■ What the exercise asks
Up to and including the line that contains "typically allows modification", repeat each line of the data exactly, starting from the first.
^^^^^^^^^^^^^^^^
//! RwLock implementations.

use abyss::spinlock::{SpinLock, SpinLockGuard};
use core::{
    cell::UnsafeCell,
    ops::{Deref, DerefMut},
    sync::atomic::{AtomicUsize, Ordering},
};

/// A reader-writer lock
///
/// This type of lock allows a number of readers or at most one writer at any
/// point in time. The write portion of this lock typically allows modification
/// of the underlying data (exclusive access) and the read portion of this lock
/// typically allows for read-only access (shared access).
///
/// In comparison, a [`Mutex`] does not distinguish between readers or writers
/// that acquire the lock, therefore blocking any threads waiting for the lock
/// to become available. An `RwLock` will allow any number of readers to acquire
/// the lock as long as a writer is not holding the lock.
///
/// The priority policy of the lock is dependent on the underlying operating
/// system's implementation, and this type does not guarantee that any
/// particular policy will be used.
///
/// The type parameter `T` represents the data that this lock protects. It is
/// required that `T` satisfies [`Send`] to be shared across threads and
/// [`Sync`] to allow concurrent access through readers. The RAII guards
/// returned from the locking methods implement [`Deref`] (and [`DerefMut`]
/// for the `write` methods) to allow access to the content of the lock.
///
/// [`Mutex`]: struct.Mutex.html
pub struct RwLock<T>
where
    T: ?Sized + Send,
{
    // state:
    // Upper 2bit represent the lock state.
    // 0: Nobody try to get lock for writing.
    // 1: Writer is waiting.
    // 2: Writer holds the lock.
    state: AtomicUsize,
    owner: SpinLock<Option<(u64, &'static core::panic::Location<'static>)>>,
    data: UnsafeCell<T>,
}

const STATE_MASK: usize = 0b1 << (usize::BITS - 2);
const STATE_WRITER_LOCKED: usize = 0b1 << (usize::BITS - 2);

#[inline]
fn is_write_locked(b: usize) -> bool {
    b & STATE_MASK == STATE_WRITER_LOCKED
}

/// RAII structure used to release the exclusive write access of a lock when
/// dropped.
///
/// This structure is created by the [`write`] and [`try_write`] methods
/// on [`RwLock`].
///
/// [`write`]: struct.RwLock.html#method.write
/// [`try_write`]: struct.RwLock.html#method.try_write
/// [`RwLock`]: struct.RwLock.html
pub struct RwLockWriteGuard<'a, T>
where
    T: ?Sized + Send,
    T: 'a,
{
    lock: &'a RwLock<T>,
    data: &'a mut T,
}

/// RAII structure used to release the shared read access of a lock when
/// dropped.
///
/// This structure is created by the [`read`] and [`try_read`] methods on
/// [`RwLock`].
///
/// [`read`]: struct.RwLock.html#method.read
/// [`try_read`]: struct.RwLock.html#method.try_read
/// [`RwLock`]: struct.RwLock.html
pub struct RwLockReadGuard<'a, T>
where
    T: ?Sized + Send,
    T: 'a,
{
    lock: &'a RwLock<T>,
    data: &'a T,
}

impl<'a, T> RwLockReadGuard<'a, T>
where
    T: ?Sized + Send,
    T: 'a,
{
    /// Upgrade the `RwLockReadGuard`` into `RwLockWriteGuard`.
    #[track_caller]
    pub fn upgrade(self) -> RwLockWriteGuard<'a, T> {
        let this = core::mem::ManuallyDrop::new(self);
        let lock = unsafe { core::ptr::read(&this.lock) };
        loop {
            let mut guard = lock.owner.lock();
            if lock
                .state
                .compare_exchange(1, STATE_WRITER_LOCKED, Ordering::Acquire, Ordering::Acquire)
                .is_ok()
            {
                *guard = Some((
                    crate::thread::Current::get_tid(),
                    core::panic::Location::caller(),
                ));
                guard.unlock();

                break RwLockWriteGuard {
                    lock,
                    data: unsafe { &mut *lock.data.get() },
                };
            }
            guard.unlock();
        }
    }
}

impl<'a, T> RwLockWriteGuard<'a, T>
where
    T: ?Sized + Send,
    T: 'a,
{
    /// Downgrade the `RwLockWriteGuard` into `RwLockReadGuard`.
    pub fn downgrade(self) -> RwLockReadGuard<'a, T> {
        let this = core::mem::ManuallyDrop::new(self);
        let lock = unsafe { core::ptr::read(&this.lock) };
        assert!(
            lock.state
                .compare_exchange(STATE_WRITER_LOCKED, 1, Ordering::Acquire, Ordering::Acquire)
                .is_ok()
        );
        RwLockReadGuard {
            lock,
            data: unsafe { &*lock.data.get() },
        }
    }
}

impl<T> RwLock<T>
where
    T: Send,
{
    /// Creates a new instance of an `RwLock<T>` which is unlocked.
    pub const fn new(data: T) -> RwLock<T> {
        RwLock {
            state: AtomicUsize::new(0),
            owner: SpinLock::new(None),
            data: UnsafeCell::new(data),
        }
    }

    #[inline]
    fn validate_state(
        &self,
        owner: SpinLockGuard<Option<(u64, &'static core::panic::Location<'static>)>>,
    ) {
        {
            let owner = owner.expect("RwLock is in unexpected state.");
            if owner.0 == crate::thread::Current::get_tid() {
                panic!(
                    "Try to acquiring ReadGuard on the thread holding the WriteGuard acquired on {:?}.",
                    owner.1
                );
            }
        }
        owner.unlock();
    }

    #[inline]
    fn read_lock(&self) {
        loop {
            let guard = self.owner.lock();
            let prev = self.state.load(Ordering::Relaxed);
            if is_write_locked(prev) {
                self.validate_state(guard);
                core::hint::spin_loop();
            } else if self
                .state
                .compare_exchange(prev, prev + 1, Ordering::Acquire, Ordering::Acquire)
                .is_ok()
            {
                guard.unlock();
                break;
            } else {
                guard.unlock();
            }
        }
    }

    /// Locks this rwlock with shared read access, blocking the current thread
    /// until it can be acquired.
    ///
    /// The call
    /// ing thread will be blocked until there are no more writers which
    /// hold the lock. There may be other readers currently inside the lock when
    /// this method returns. This method does not provide any guarantees with
    /// respect to the ordering of whether contentious readers or writers will
    /// acquire the lock first.
    ///
    /// Returns an RAII guard which will release this thread's shared access
    /// once it is dropped.
    #[inline]
    #[track_caller]
    pub fn read(&self) -> RwLockReadGuard<'_, T> {
        if let Ok(guard) = self.try_read() {
            guard
        } else {
            self.read_lock();
            RwLockReadGuard {
                lock: self,
                data: unsafe { &*self.data.get() },
            }
        }
    }

    /// Attempts to acquire this rwlock with shared read access.
    ///
    /// If the access could not be granted at this time, then `Err` is returned.
    /// Otherwise, an RAII guard is returned which will release the shared
    /// access when it is dropped.
    ///
    /// This function does not block.
    ///
    /// This function does not provide any guarantees with respect to the
    /// ordering of whether contentious readers or writers will acquire the
    /// lock first.
    #[inline]
    #[track_caller]
    pub fn try_read(&self) -> Result<RwLockReadGuard<'_, T>, crate::spinlock::WouldBlock> {
        loop {
            let guard = self.owner.lock();
            let prev = self.state.load(Ordering::Relaxed);
            if is_write_locked(prev) {
                self.validate_state(guard);
                break Err(crate::spinlock::WouldBlock);
            } else if self
                .state
                .compare_exchange(prev, prev + 1, Ordering::Acquire, Ordering::Acquire)
                .is_ok()
            {
                guard.unlock();
                break Ok(RwLockReadGuard {
                    lock: self,
                    data: unsafe { &*self.data.get() },
                });
            }
            guard.unlock();
        }
    }

    #[inline]
    fn write_lock(&self) {
        loop {
            let prev = self.state.load(Ordering::Relaxed);
            if prev > 0 {
                core::hint::spin_loop();
            } else if self
                .state
                .compare_exchange(0, STATE_WRITER_LOCKED, Ordering::Acquire, Ordering::Acquire)
                .is_ok()
            {
                break;
            }
        }
    }

    /// Locks this rwlock with exclusive write access, blocking the current
    /// thread until it can be acquired.
    ///
    /// This function will not return while other writers or other readers
    /// currently have access to the lock.
    ///
    /// Returns an RAII guard which will drop the write access of this rwlock
    /// when dropped.
    #[inline]
    #[track_caller]
    pub fn write(&self) -> RwLockWriteGuard<'_, T> {
        if let Ok(guard) = self.try_write() {
            guard
        } else {
            let mut guard = self.owner.lock();
            self.write_lock();
            *guard = Some((
                crate::thread::Current::get_tid(),
                core::panic::Location::caller(),
            ));
            guard.unlock();
            RwLockWriteGuard {
                lock: self,
                data: unsafe { &mut *self.data.get() },
            }
        }
    }

    /// Attempts to lock this rwlock with exclusive write access.
    ///
    /// If the lock could not be acquired at this time, then `Err` is returned.
    /// Otherwise, an RAII guard is returned which will release the lock when
    /// it is dropped.
    ///
    /// This function does not block.
    ///
    /// This function does not provide any guarantees with respect to the
    /// ordering of whether contentious readers or writers will acquire the
    /// lock first.
    #[track_caller]
    pub fn try_write(&self) -> Result<RwLockWriteGuard<'_, T>, crate::spinlock::WouldBlock> {
        loop {
            let mut guard = self.owner.lock();
            let prev = self.state.load(Ordering::Relaxed);
            if prev > 0 {
                guard.unlock();
                break Err(crate::spinlock::WouldBlock);
            } else if self
                .state
                .compare_exchange(
                    prev,
                    prev | STATE_WRITER_LOCKED,
                    Ordering::Acquire,
                    Ordering::Acquire,
                )
                .is_ok()
            {
                *guard = Some((
                    crate::thread::Current::get_tid(),
                    core::panic::Location::caller(),
                ));
                guard.unlock();

                break Ok(RwLockWriteGuard {
                    lock: self,
                    data: unsafe { &mut *self.data.get() },
                });
            }
            guard.unlock();
        }
    }
    /// This steals the ownership even if the value is locked. Racy.
    ///
    /// # Safety
    /// This is unsafe.
    #[inline]
    #[allow(clippy::mut_from_ref)]
    pub unsafe fn steal(&self) -> &mut T {
        unsafe { &mut *self.data.get() }
    }

    /// Consumes this RwLock, returning the underlying data.
    #[inline]
    pub fn into_inner(self) -> T {
        self.data.into_inner()
    }
}

unsafe impl<T> Sync for RwLock<T> where T: ?Sized + Send {}
unsafe impl<T> Send for RwLock<T> where T: ?Sized + Send {}

impl<T: Send> core::fmt::Debug for RwLock<T> {
    fn fmt(&self, f: &mut core::fmt::Formatter) -> core::fmt::Result {
        f.debug_struct("RwLock")
            .field("state", &self.state.load(Ordering::SeqCst))
            .finish()
    }
}

impl<'a, T> Deref for RwLockReadGuard<'a, T>
where
    T: ?Sized + Send,
{
    type Target = T;
    fn deref(&self) -> &T {
        self.data
    }
}

impl<'a, T> Deref for RwLockWriteGuard<'a, T>
where
    T: ?Sized + Send,
{
    type Target = T;
    fn deref(&self) -> &T {
        &*self.data
    }
}

impl<'a, T> DerefMut for RwLockWriteGuard<'a, T>
where
    T: ?Sized + Send,
{
    fn deref_mut(&mut self) -> &mut T {
        &mut *self.data
    }
}

impl<'a, T> Drop for RwLockReadGuard<'a, T>
where
    T: ?Sized + Send,
{
    #[track_caller]
    fn drop(&mut self) {
        debug_assert_eq!(self.lock.state.load(Ordering::Acquire) & STATE_MASK, 0);
        self.lock.state.fetch_sub(1, Ordering::Release);
    }
}

impl<'a, T> Drop for RwLockWriteGuard<'a, T>
where
    T: ?Sized + Send,
{
    #[track_caller]
    fn drop(&mut self) {
        debug_assert_eq!(
            self.lock.state.load(Ordering::Acquire) & STATE_MASK,
            STATE_WRITER_LOCKED
        );
        self.lock
            .state
            .fetch_and(!STATE_WRITER_LOCKED, Ordering::Release);
    }
}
^^^^^^^^^^^^^^^^
■ Response area
//! RwLock implementations.

use abyss::spinlock::{SpinLock, SpinLockGuard};
use core::{
    cell::UnsafeCell,
    ops::{Deref, DerefMut},
    sync::atomic::{AtomicUsize, Ordering},
};

/// A reader-writer lock
///
/// This type of lock allows a number of readers or at most one writer at any
/// point in time. The write portion of this lock typically allows modification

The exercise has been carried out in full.